[Exercise material]
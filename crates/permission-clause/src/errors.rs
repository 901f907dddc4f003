//! Error types shared by the clause lexing, compilation and reduction stages.

use std::fmt;
use thiserror::Error;

/// Positional context for a clause syntax error.
///
/// # Examples
/// ```
/// use permission_clause::SyntaxErrorInfo;
/// let info = SyntaxErrorInfo::new("unclosed '('", 4);
/// assert_eq!(info.position, 4);
/// assert_eq!(info.to_string(), "unclosed '(' at byte 4 (zero-based)");
/// ```
#[derive(Debug, Clone, PartialEq, Eq)]
pub struct SyntaxErrorInfo {
    /// Human-readable description of the fault.
    pub message: &'static str,
    /// Byte offset of the lexer cursor when the fault was detected.
    pub position: usize,
}

impl SyntaxErrorInfo {
    /// Create a new syntax error description.
    #[must_use]
    pub fn new(message: &'static str, position: usize) -> Self {
        Self { message, position }
    }
}

impl fmt::Display for SyntaxErrorInfo {
    fn fmt(&self, f: &mut fmt::Formatter<'_>) -> fmt::Result {
        write!(f, "{} at byte {} (zero-based)", self.message, self.position)
    }
}

/// Errors surfaced while compiling or reducing a permission clause.
///
/// Argument errors signal misuse of the lexer. Syntax errors come from the
/// compiler and carry the cursor position. Reduction errors mean the RPN
/// queue did not collapse to a single boolean.
///
/// # Examples
/// ```
/// use permission_clause::{ClauseError, SyntaxErrorInfo};
/// let err = ClauseError::Syntax {
///     info: SyntaxErrorInfo::new("no matching '(' for ')'", 1),
///     cause: None,
/// };
/// assert!(err.to_string().starts_with("syntax error: no matching '('"));
/// ```
#[derive(Debug, Clone, PartialEq, Eq, Error)]
pub enum ClauseError {
    /// A lexer precondition was violated.
    #[error("invalid argument: {0}")]
    Argument(&'static str),
    /// The clause could not be converted to reverse Polish notation.
    #[error("syntax error: {info}")]
    Syntax {
        /// Where and why compilation stopped.
        info: SyntaxErrorInfo,
        /// The lower-level fault that triggered the syntax error, if any.
        #[source]
        cause: Option<Box<ClauseError>>,
    },
    /// The RPN queue reduced to zero or several values.
    #[error("clause reduced to {remaining} values, expected exactly one")]
    Reduction {
        /// Number of values left on the evaluation stack.
        remaining: usize,
    },
}

impl ClauseError {
    /// Return the syntax error context when this is a syntax error.
    #[must_use]
    pub fn syntax_info(&self) -> Option<&SyntaxErrorInfo> {
        match self {
            Self::Syntax { info, .. } => Some(info),
            Self::Argument(_) | Self::Reduction { .. } => None,
        }
    }
}

pub(crate) fn syntax_error(message: &'static str, position: usize) -> ClauseError {
    ClauseError::Syntax {
        info: SyntaxErrorInfo::new(message, position),
        cause: None,
    }
}

/// Wrap a lower-level fault as a syntax error at `position`.
///
/// Syntax errors pass through untouched so their original position survives.
pub(crate) fn wrap_syntax(err: ClauseError, position: usize) -> ClauseError {
    match err {
        ClauseError::Syntax { .. } => err,
        other => ClauseError::Syntax {
            info: SyntaxErrorInfo::new("unexpected element", position),
            cause: Some(Box::new(other)),
        },
    }
}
[/Exercise material]
> Task: Lines with the word "cause" in them: report all of these from the listing above.

> Output:
///     cause: None,
        cause: Option<Box<ClauseError>>,
        cause: None,
            cause: Some(Box::new(other)),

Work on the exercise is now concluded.